#### Your goal
The lines to extract run from the first line of the entries through the line that contains "pub struct Pacer"; reproduce exactly those lines and no others.

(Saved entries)
################

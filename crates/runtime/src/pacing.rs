use std::time::Duration;

pub const DEFAULT_TICK_INTERVAL: Duration = Duration::from_millis(400);

/// Delay between ticks. Only paces the animation; the tick itself never
/// waits on it.
#[derive(Debug, Clone, Copy, PartialEq, Eq)]
pub struct Pacer {
    interval: Duration,
}

impl Default for Pacer {
    fn default() -> Self {
        Self::new(DEFAULT_TICK_INTERVAL)
    }
}

impl Pacer {
    pub fn new(interval: Duration) -> Self {
        Self { interval }
    }

    pub fn disabled() -> Self {
        Self::new(Duration::ZERO)
    }

    pub fn interval(&self) -> Duration {
        self.interval
    }

    pub async fn pause(&self) {
        if self.interval.is_zero() {
            tokio::task::yield_now().await;
        } else {
            tokio::time::sleep(self.interval).await;
        }
    }
}

#[cfg(test)]
mod tests {
    use std::time::Duration;

    use tokio::time::Instant;

    use super::{Pacer, DEFAULT_TICK_INTERVAL};

    #[test]
    fn default_interval_is_four_hundred_millis() {
        assert_eq!(Pacer::default().interval(), Duration::from_millis(400));
        assert_eq!(DEFAULT_TICK_INTERVAL, Duration::from_millis(400));
    }

    #[tokio::test(start_paused = true)]
    async fn pause_waits_for_the_interval() {
        let pacer = Pacer::new(Duration::from_millis(250));
        let started = Instant::now();

        pacer.pause().await;

        assert!(started.elapsed() >= Duration::from_millis(250));
    }

    #[tokio::test(start_paused = true)]
    async fn disabled_pacer_does_not_advance_time() {
        let started = Instant::now();

        Pacer::disabled().pause().await;

        assert_eq!(started.elapsed(), Duration::ZERO);
    }
}
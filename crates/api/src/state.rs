use std::sync::{
    atomic::{AtomicU64, Ordering},
    Arc, RwLock,
};

use core_sim::{PriceGenerator, RelaunchPolicy, SimConfig};
use runtime::{Pacer, RunSummary, SimEngine, TickSnapshot, TracingRunLogWriter};
use tokio::sync::{broadcast, Mutex, OwnedMutexGuard};
use tracing::{info, warn};

const EVENT_CHANNEL_CAPACITY: usize = 256;
const NO_ACTIVE_RUN: u64 = 0;

#[derive(Clone, Copy, Debug, Eq, PartialEq)]
pub enum LaunchError {
    AlreadyRunning,
    RunIdOverflow,
}

#[derive(Clone, Debug, serde::Serialize)]
#[serde(tag = "event_type", rename_all = "snake_case")]
pub enum RuntimeEvent {
    Connected {
        run_id: Option<u64>,
    },
    RunStarted {
        run_id: u64,
        config: SimConfig,
    },
    Tick {
        run_id: u64,
        snapshot: TickSnapshot,
    },
    RunCompleted {
        run_id: u64,
        summary: RunSummary,
    },
}

impl RuntimeEvent {
    pub fn connected(run_id: Option<u64>) -> Self {
        Self::Connected { run_id }
    }

    pub fn run_started(run_id: u64, config: SimConfig) -> Self {
        Self::RunStarted { run_id, config }
    }

    pub fn tick(run_id: u64, snapshot: TickSnapshot) -> Self {
        Self::Tick { run_id, snapshot }
    }

    pub fn run_completed(run_id: u64, summary: RunSummary) -> Self {
        Self::RunCompleted { run_id, summary }
    }
}

/// The single simulated session the server hosts, plus its fan-out.
#[derive(Clone, Debug)]
pub struct AppState {
    next_run_id: Arc<AtomicU64>,
    active_run_id: Arc<AtomicU64>,
    events_tx: broadcast::Sender<RuntimeEvent>,
    engine: Arc<Mutex<SimEngine>>,
    latest: Arc<RwLock<Option<TickSnapshot>>>,
    pacer: Pacer,
}

impl Default for AppState {
    fn default() -> Self {
        Self::new(
            SimEngine::new(PriceGenerator::from_entropy(), RelaunchPolicy::default()),
            Pacer::default(),
        )
    }
}

impl AppState {
    pub fn new(engine: SimEngine, pacer: Pacer) -> Self {
        let (events_tx, _) = broadcast::channel(EVENT_CHANNEL_CAPACITY);
        Self {
            next_run_id: Arc::new(AtomicU64::new(0)),
            active_run_id: Arc::new(AtomicU64::new(NO_ACTIVE_RUN)),
            events_tx,
            engine: Arc::new(Mutex::new(engine)),
            latest: Arc::new(RwLock::new(None)),
            pacer,
        }
    }

    /// Starts a run in the background. Fails while another run holds the
    /// engine; runs are never queued.
    pub fn launch(&self, config: SimConfig) -> Result<u64, LaunchError> {
        let engine = Arc::clone(&self.engine)
            .try_lock_owned()
            .map_err(|_| LaunchError::AlreadyRunning)?;
        let run_id = self.allocate_run_id()?;
        self.active_run_id.store(run_id, Ordering::Relaxed);

        let state = self.clone();
        tokio::spawn(async move { state.drive_run(engine, run_id, config).await });

        Ok(run_id)
    }

    async fn drive_run(self, mut engine: OwnedMutexGuard<SimEngine>, run_id: u64, config: SimConfig) {
        let _ = self.publish_event(RuntimeEvent::run_started(run_id, config));

        let mut log = TracingRunLogWriter::new(run_id);
        let result = engine
            .run(config, &self.pacer, &mut log, |snapshot| {
                self.store_latest(snapshot.clone());
                let _ = self.publish_event(RuntimeEvent::tick(run_id, snapshot.clone()));
            })
            .await;

        self.active_run_id.store(NO_ACTIVE_RUN, Ordering::Relaxed);
        drop(engine);

        match result {
            Ok(summary) => {
                info!(
                    run_id,
                    ticks = summary.ticks,
                    trades = summary.trades,
                    final_net_worth = summary.final_net_worth,
                    "run finished"
                );
                let _ = self.publish_event(RuntimeEvent::run_completed(run_id, summary));
            }
            Err(err) => warn!(run_id, %err, "run could not start"),
        }
    }

    fn allocate_run_id(&self) -> Result<u64, LaunchError> {
        let previous = self
            .next_run_id
            .fetch_update(Ordering::Relaxed, Ordering::Relaxed, |current| {
                current.checked_add(1)
            })
            .map_err(|_| LaunchError::RunIdOverflow)?;

        Ok(previous + 1)
    }

    pub fn active_run_id(&self) -> Option<u64> {
        match self.active_run_id.load(Ordering::Relaxed) {
            NO_ACTIVE_RUN => None,
            run_id => Some(run_id),
        }
    }

    pub fn is_running(&self) -> bool {
        self.engine.try_lock().is_err()
    }

    pub fn latest_snapshot(&self) -> Option<TickSnapshot> {
        self.latest.read().ok().and_then(|latest| latest.clone())
    }

    fn store_latest(&self, snapshot: TickSnapshot) {
        if let Ok(mut latest) = self.latest.write() {
            *latest = Some(snapshot);
        }
    }

    pub fn subscribe_events(&self) -> broadcast::Receiver<RuntimeEvent> {
        self.events_tx.subscribe()
    }

    pub fn publish_event(
        &self,
        event: RuntimeEvent,
    ) -> Result<usize, broadcast::error::SendError<RuntimeEvent>> {
        self.events_tx.send(event)
    }

    #[cfg(test)]
    pub(crate) fn for_test(seed: u64, ticks_per_run: u32, pacer: Pacer) -> Self {
        Self::new(
            SimEngine::new(PriceGenerator::seeded(seed), RelaunchPolicy::default())
                .with_ticks_per_run(ticks_per_run),
            pacer,
        )
    }
}
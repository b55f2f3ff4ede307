use crate::config::{RelaunchPolicy, SimConfig};
use crate::ledger::Ledger;
use crate::trade_log::TradeLog;

/// Everything a session accumulates between launches.
#[derive(Debug, Clone, PartialEq)]
pub struct SessionState {
    pub config: SimConfig,
    pub history: Vec<f64>,
    pub ledger: Ledger,
    pub trade_log: TradeLog,
}

impl SessionState {
    pub fn new(config: SimConfig) -> Self {
        Self {
            config,
            history: Vec::new(),
            ledger: Ledger::new(config.initial_balance),
            trade_log: TradeLog::new(),
        }
    }

    /// Builds the state a new launch starts from. Without prior state a
    /// fresh session is created regardless of policy.
    pub fn for_launch(
        previous: Option<SessionState>,
        config: SimConfig,
        policy: RelaunchPolicy,
    ) -> Self {
        match (previous, policy) {
            (Some(mut state), RelaunchPolicy::Continue) => {
                state.config = config;
                state
            }
            _ => Self::new(config),
        }
    }

    pub fn latest_price(&self) -> Option<f64> {
        self.history.last().copied()
    }

    /// Session-wide index the next appended price will carry.
    pub fn next_tick(&self) -> u64 {
        self.history.len() as u64
    }
}
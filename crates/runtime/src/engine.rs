use std::fmt;

use core_sim::{PriceGenerator, RelaunchPolicy, SessionState, SimConfig, START_PRICE};
use rand::rngs::StdRng;
use rand::Rng;
use serde::Serialize;

use crate::logging::{RunLogEvent, RunLogEventKind, RunLogWriter};
use crate::pacing::Pacer;
use crate::snapshot::TickSnapshot;

pub const DEFAULT_TICKS_PER_RUN: u32 = 100;

#[derive(Debug, Clone, Copy, PartialEq, Eq)]
pub enum RunPhase {
    Idle,
    Running { remaining: u32 },
}

#[derive(Debug, Clone, Copy, PartialEq, Eq)]
pub enum LaunchError {
    AlreadyRunning,
}

impl fmt::Display for LaunchError {
    fn fmt(&self, f: &mut fmt::Formatter<'_>) -> fmt::Result {
        match self {
            Self::AlreadyRunning => write!(f, "a run is already in progress"),
        }
    }
}

impl std::error::Error for LaunchError {}

#[derive(Debug, Clone, Copy, PartialEq, Serialize)]
pub struct RunSummary {
    pub ticks: u32,
    pub trades: u32,
    pub final_price: f64,
    pub final_net_worth: f64,
}

/// Owns the session and advances it one tick at a time.
#[derive(Debug)]
pub struct SimEngine<R = StdRng> {
    generator: PriceGenerator<R>,
    policy: RelaunchPolicy,
    ticks_per_run: u32,
    session: Option<SessionState>,
    phase: RunPhase,
    run_price: f64,
}

impl SimEngine<StdRng> {
    pub fn for_test_seed(seed: u64) -> Self {
        Self::new(PriceGenerator::seeded(seed), RelaunchPolicy::default())
    }
}

impl<R: Rng> SimEngine<R> {
    pub fn new(generator: PriceGenerator<R>, policy: RelaunchPolicy) -> Self {
        Self {
            generator,
            policy,
            ticks_per_run: DEFAULT_TICKS_PER_RUN,
            session: None,
            phase: RunPhase::Idle,
            run_price: START_PRICE,
        }
    }

    pub fn with_ticks_per_run(mut self, ticks_per_run: u32) -> Self {
        self.ticks_per_run = ticks_per_run;
        self
    }

    pub fn phase(&self) -> RunPhase {
        self.phase
    }

    pub fn policy(&self) -> RelaunchPolicy {
        self.policy
    }

    pub fn ticks_per_run(&self) -> u32 {
        self.ticks_per_run
    }

    pub fn session(&self) -> Option<&SessionState> {
        self.session.as_ref()
    }

    /// Moves from idle to running. The walk restarts at the start price;
    /// what happens to earlier state is up to the relaunch policy.
    pub fn launch(&mut self, config: SimConfig) -> Result<(), LaunchError> {
        if let RunPhase::Running { .. } = self.phase {
            return Err(LaunchError::AlreadyRunning);
        }

        self.session = Some(SessionState::for_launch(
            self.session.take(),
            config,
            self.policy,
        ));
        self.run_price = START_PRICE;
        self.phase = match self.ticks_per_run {
            0 => RunPhase::Idle,
            remaining => RunPhase::Running { remaining },
        };
        Ok(())
    }

    /// Generates a price, lets the strategy trade on it, and captures the
    /// result. Returns `None` when no run is in progress.
    pub fn step_once(&mut self, log: &mut dyn RunLogWriter) -> Option<TickSnapshot> {
        let RunPhase::Running { remaining } = self.phase else {
            return None;
        };
        let session = self.session.as_mut()?;

        let price = self.generator.next_price(self.run_price);
        self.run_price = price;
        let tick = session.next_tick();
        session.history.push(price);
        log.write(RunLogEvent::price_generated(tick, price));

        let config = session.config;
        let decision = strategy::decide(
            &session.history,
            config.ma_window,
            &mut session.ledger,
            config.trade_size,
        );
        if let Some(decision) = decision {
            let entry = session.trade_log.record(tick, decision.action, decision.price);
            log.write(RunLogEvent::trade_executed(tick, entry.action, entry.price));
        }

        self.phase = match remaining {
            1 => RunPhase::Idle,
            remaining => RunPhase::Running {
                remaining: remaining - 1,
            },
        };

        let moving_average = strategy::moving_average(&session.history, config.ma_window);
        Some(TickSnapshot::capture(
            tick,
            session,
            price,
            moving_average,
            decision.map(|decision| decision.action),
        ))
    }

    /// Launches and drives a whole run, handing each snapshot to `publish`
    /// before pausing.
    pub async fn run<L, F>(
        &mut self,
        config: SimConfig,
        pacer: &Pacer,
        log: &mut L,
        mut publish: F,
    ) -> Result<RunSummary, LaunchError>
    where
        L: RunLogWriter,
        F: FnMut(&TickSnapshot),
    {
        self.launch(config)?;
        let first_tick = self.session.as_ref().map_or(0, SessionState::next_tick);
        log.write(RunLogEvent::new(first_tick, RunLogEventKind::RunStarted));

        let mut ticks = 0;
        let mut trades = 0;
        while let Some(snapshot) = self.step_once(log) {
            ticks += 1;
            if snapshot.action.is_some() {
                trades += 1;
            }
            publish(&snapshot);
            log.write(RunLogEvent::new(
                snapshot.tick,
                RunLogEventKind::SnapshotPublished,
            ));
            pacer.pause().await;
        }

        let final_price = self.run_price;
        let final_net_worth = self
            .session
            .as_ref()
            .map_or(0.0, |session| session.ledger.net_worth(final_price));
        let last_tick = self
            .session
            .as_ref()
            .map_or(0, |session| session.next_tick().saturating_sub(1));
        log.write(RunLogEvent::new(last_tick, RunLogEventKind::RunCompleted));

        Ok(RunSummary {
            ticks,
            trades,
            final_price,
            final_net_worth,
        })
    }
}
use axum::{
    extract::{
        ws::{Message, WebSocket, WebSocketUpgrade},
        State,
    },
    response::Response,
};
use tokio::sync::broadcast::error::RecvError;
use tracing::{debug, warn};

use crate::state::{AppState, RuntimeEvent};

pub async fn events_socket(ws: WebSocketUpgrade, State(state): State<AppState>) -> Response {
    ws.on_upgrade(move |socket| stream_events(socket, state))
}

/// Pushes every runtime event to one dashboard until either side goes away.
/// Inbound frames other than close are ignored; launching goes through HTTP.
async fn stream_events(mut socket: WebSocket, state: AppState) {
    let mut events = state.subscribe_events();
    debug!("dashboard connected");

    let connected = RuntimeEvent::connected(state.active_run_id());
    if send_event(&mut socket, &connected).await.is_err() {
        return;
    }

    loop {
        tokio::select! {
            inbound = socket.recv() => match inbound {
                Some(Ok(Message::Close(_))) | None | Some(Err(_)) => break,
                Some(Ok(_)) => {}
            },
            event = events.recv() => match event {
                Ok(event) => {
                    if send_event(&mut socket, &event).await.is_err() {
                        break;
                    }
                }
                Err(RecvError::Lagged(skipped)) => {
                    debug!(skipped, "dashboard lagged behind event stream");
                }
                Err(RecvError::Closed) => break,
            },
        }
    }

    debug!("dashboard disconnected");
}

#[derive(Debug)]
enum SendError {
    Encode,
    Socket,
}

async fn send_event(socket: &mut WebSocket, event: &RuntimeEvent) -> Result<(), SendError> {
    let payload = serde_json::to_string(event).map_err(|err| {
        warn!(%err, "failed to encode runtime event");
        SendError::Encode
    })?;
    socket
        .send(Message::Text(payload))
        .await
        .map_err(|_| SendError::Socket)
}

################

#### Exercise solution
filename crates/runtime/src/pacing.rs
use std::time::Duration;

pub const DEFAULT_TICK_INTERVAL: Duration = Duration::from_millis(400);

/// Delay between ticks. Only paces the animation; the tick itself never
/// waits on it.
#[derive(Debug, Clone, Copy, PartialEq, Eq)]
pub struct Pacer {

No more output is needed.